Synchronization manages the timing of concurrent operations, typically by making one or more operations wait until some condition is met by another operation.

Synchronization of threads and shared-resource processes has been a topic of study in computer science at least since the 1960s, and many strategies for synchronizing have been designed, implemented, and studied. These broadly fall into two categories: synchronization primitives and atomic operations. This page gives and overview of the most common components of each.

1 Atomic Operations

Atomic operations are a key concept in lock-free data structures, a family of tools for high-efficiency synchronization in the case when multiple threads contending for a single resource is rare.

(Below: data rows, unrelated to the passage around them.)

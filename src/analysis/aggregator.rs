// src/analysis/aggregator.rs
//
// Turns the four stable lane counts into the scheduling inputs:
// total, per-lane green durations and the priority lane.

use crate::types::{Light, NUM_LANES};
use serde::Serialize;

pub const MIN_SIGNAL_SECS: u32 = 10;
pub const MAX_SIGNAL_SECS: u32 = 60;
/// Budget the per-lane share is scaled against.
pub const CYCLE_SECS: f64 = 60.0;

/// Live intersection state. Guarded by the shared-state lock.
///
/// Invariants: `total_vehicles == lane_counts.iter().sum()`, every
/// `signal_times[i]` is within `[MIN_SIGNAL_SECS, MAX_SIGNAL_SECS]`, and at
/// most one light is green.
#[derive(Debug, Clone, PartialEq, Serialize)]
pub struct TrafficState {
    pub lights: [Light; NUM_LANES],
    pub signal_times: [u32; NUM_LANES],
    pub lane_counts: [u32; NUM_LANES],
    #[serde(rename = "timer")]
    pub current_timer: u32,
    pub total_vehicles: u32,
    pub priority_lane: usize,
}

impl Default for TrafficState {
    fn default() -> Self {
        Self {
            lights: [Light::Red; NUM_LANES],
            signal_times: [MIN_SIGNAL_SECS; NUM_LANES],
            lane_counts: [0; NUM_LANES],
            current_timer: 0,
            total_vehicles: 0,
            priority_lane: 0,
        }
    }
}

impl TrafficState {
    /// Recomputes every derived field from `counts` in one step, so a reader
    /// holding the lock never sees counts without their durations.
    pub fn apply_counts(&mut self, counts: [u32; NUM_LANES]) {
        let aggregate = aggregate(counts);
        self.lane_counts = counts;
        self.total_vehicles = aggregate.total_vehicles;
        self.signal_times = aggregate.signal_times;
        self.priority_lane = aggregate.priority_lane;
    }

    #[cfg(test)]
    pub fn green_lane(&self) -> Option<usize> {
        self.lights.iter().position(|l| *l == Light::Green)
    }
}

#[derive(Debug, Clone, Copy, PartialEq, Eq)]
pub struct Aggregate {
    pub total_vehicles: u32,
    pub signal_times: [u32; NUM_LANES],
    pub priority_lane: usize,
}

pub fn aggregate(counts: [u32; NUM_LANES]) -> Aggregate {
    let total_vehicles = counts.iter().sum();
    Aggregate {
        total_vehicles,
        signal_times: signal_times(&counts, total_vehicles),
        priority_lane: priority_lane(&counts),
    }
}

/// `clamp(round(count / total * 60), 10, 60)`, or 10 everywhere when the
/// intersection is empty.
pub fn signal_times(counts: &[u32; NUM_LANES], total: u32) -> [u32; NUM_LANES] {
    if total == 0 {
        return [MIN_SIGNAL_SECS; NUM_LANES];
    }
    counts.map(|count| {
        let share = (count as f64 / total as f64 * CYCLE_SECS).round() as u32;
        share.clamp(MIN_SIGNAL_SECS, MAX_SIGNAL_SECS)
    })
}

/// Index of the busiest lane; ties go to the lowest index.
pub fn priority_lane(counts: &[u32; NUM_LANES]) -> usize {
    counts
        .iter()
        .enumerate()
        .fold(0, |best, (i, &c)| if c > counts[best] { i } else { best })
}
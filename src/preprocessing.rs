// src/preprocessing.rs

use crate::error::FrameError;
use crate::types::Frame;
use image::{imageops, imageops::FilterType, Rgb, RgbImage};

/// Maps model-input coordinates back onto the source frame.
#[derive(Debug, Clone, Copy, PartialEq)]
pub struct Letterbox {
    pub scale: f32,
    pub pad_x: f32,
    pub pad_y: f32,
}

impl Letterbox {
    pub fn to_frame(&self, x: f32, y: f32) -> (f32, f32) {
        ((x - self.pad_x) / self.scale, (y - self.pad_y) / self.scale)
    }
}

pub fn to_rgb_image(frame: &Frame) -> Option<RgbImage> {
    if !frame.is_well_formed() {
        return None;
    }
    RgbImage::from_raw(frame.width as u32, frame.height as u32, frame.data.clone())
}

pub fn from_rgb_image(image: RgbImage, timestamp_ms: f64) -> Frame {
    let (w, h) = image.dimensions();
    Frame::new(image.into_raw(), w as usize, h as usize, timestamp_ms)
}

/// Bilinear resize to the lane's display resolution.
pub fn resize_frame(frame: &Frame, width: u32, height: u32) -> Result<Frame, FrameError> {
    let resize_err = || FrameError::Resize {
        width: frame.width,
        height: frame.height,
    };

    if width == 0 || height == 0 {
        return Err(resize_err());
    }
    let src = to_rgb_image(frame).ok_or_else(resize_err)?;

    if src.dimensions() == (width, height) {
        return Ok(frame.clone());
    }

    let resized = imageops::resize(&src, width, height, FilterType::Triangle);
    Ok(from_rgb_image(resized, frame.timestamp_ms))
}

/// Letterbox into a `size`x`size` gray canvas and convert to a normalized
/// CHW tensor for YOLO.
pub fn letterbox_chw(frame: &Frame, size: usize) -> Result<(Vec<f32>, Letterbox), FrameError> {
    let src = to_rgb_image(frame).ok_or(FrameError::Resize {
        width: frame.width,
        height: frame.height,
    })?;

    let scale = (size as f32 / frame.width as f32).min(size as f32 / frame.height as f32);
    let scaled_w = ((frame.width as f32 * scale) as u32).max(1);
    let scaled_h = ((frame.height as f32 * scale) as u32).max(1);

    let pad_x = (size as u32 - scaled_w) / 2;
    let pad_y = (size as u32 - scaled_h) / 2;

    let resized = imageops::resize(&src, scaled_w, scaled_h, FilterType::Triangle);
    let mut canvas = RgbImage::from_pixel(size as u32, size as u32, Rgb([114, 114, 114]));
    imageops::replace(&mut canvas, &resized, pad_x as i64, pad_y as i64);

    // HWC -> CHW, [0, 255] -> [0, 1]
    let plane = size * size;
    let mut input = vec![0.0f32; 3 * plane];
    for (i, pixel) in canvas.pixels().enumerate() {
        for c in 0..3 {
            input[c * plane + i] = pixel[c] as f32 / 255.0;
        }
    }

    Ok((
        input,
        Letterbox {
            scale,
            pad_x: pad_x as f32,
            pad_y: pad_y as f32,
        },
    ))
}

Atomic operations resemble other assembly instructions, but they have an additional guarantee that all of their work will happen without a separate thread accessing the same resources. Any operation or set of operations that guarantees this kind of exclusive access to its resources during its operation is called atomic. Atomic operations are quite a bit less efficient than their non-atomic counterparts and should be used only when atomicity is required.

Common atomic operations include

Test-and-set, a single-bit operation that (a) sets a bit in memory to 1 and (b) returns if that bit was changed by this operation (i.e. previously 0) or not.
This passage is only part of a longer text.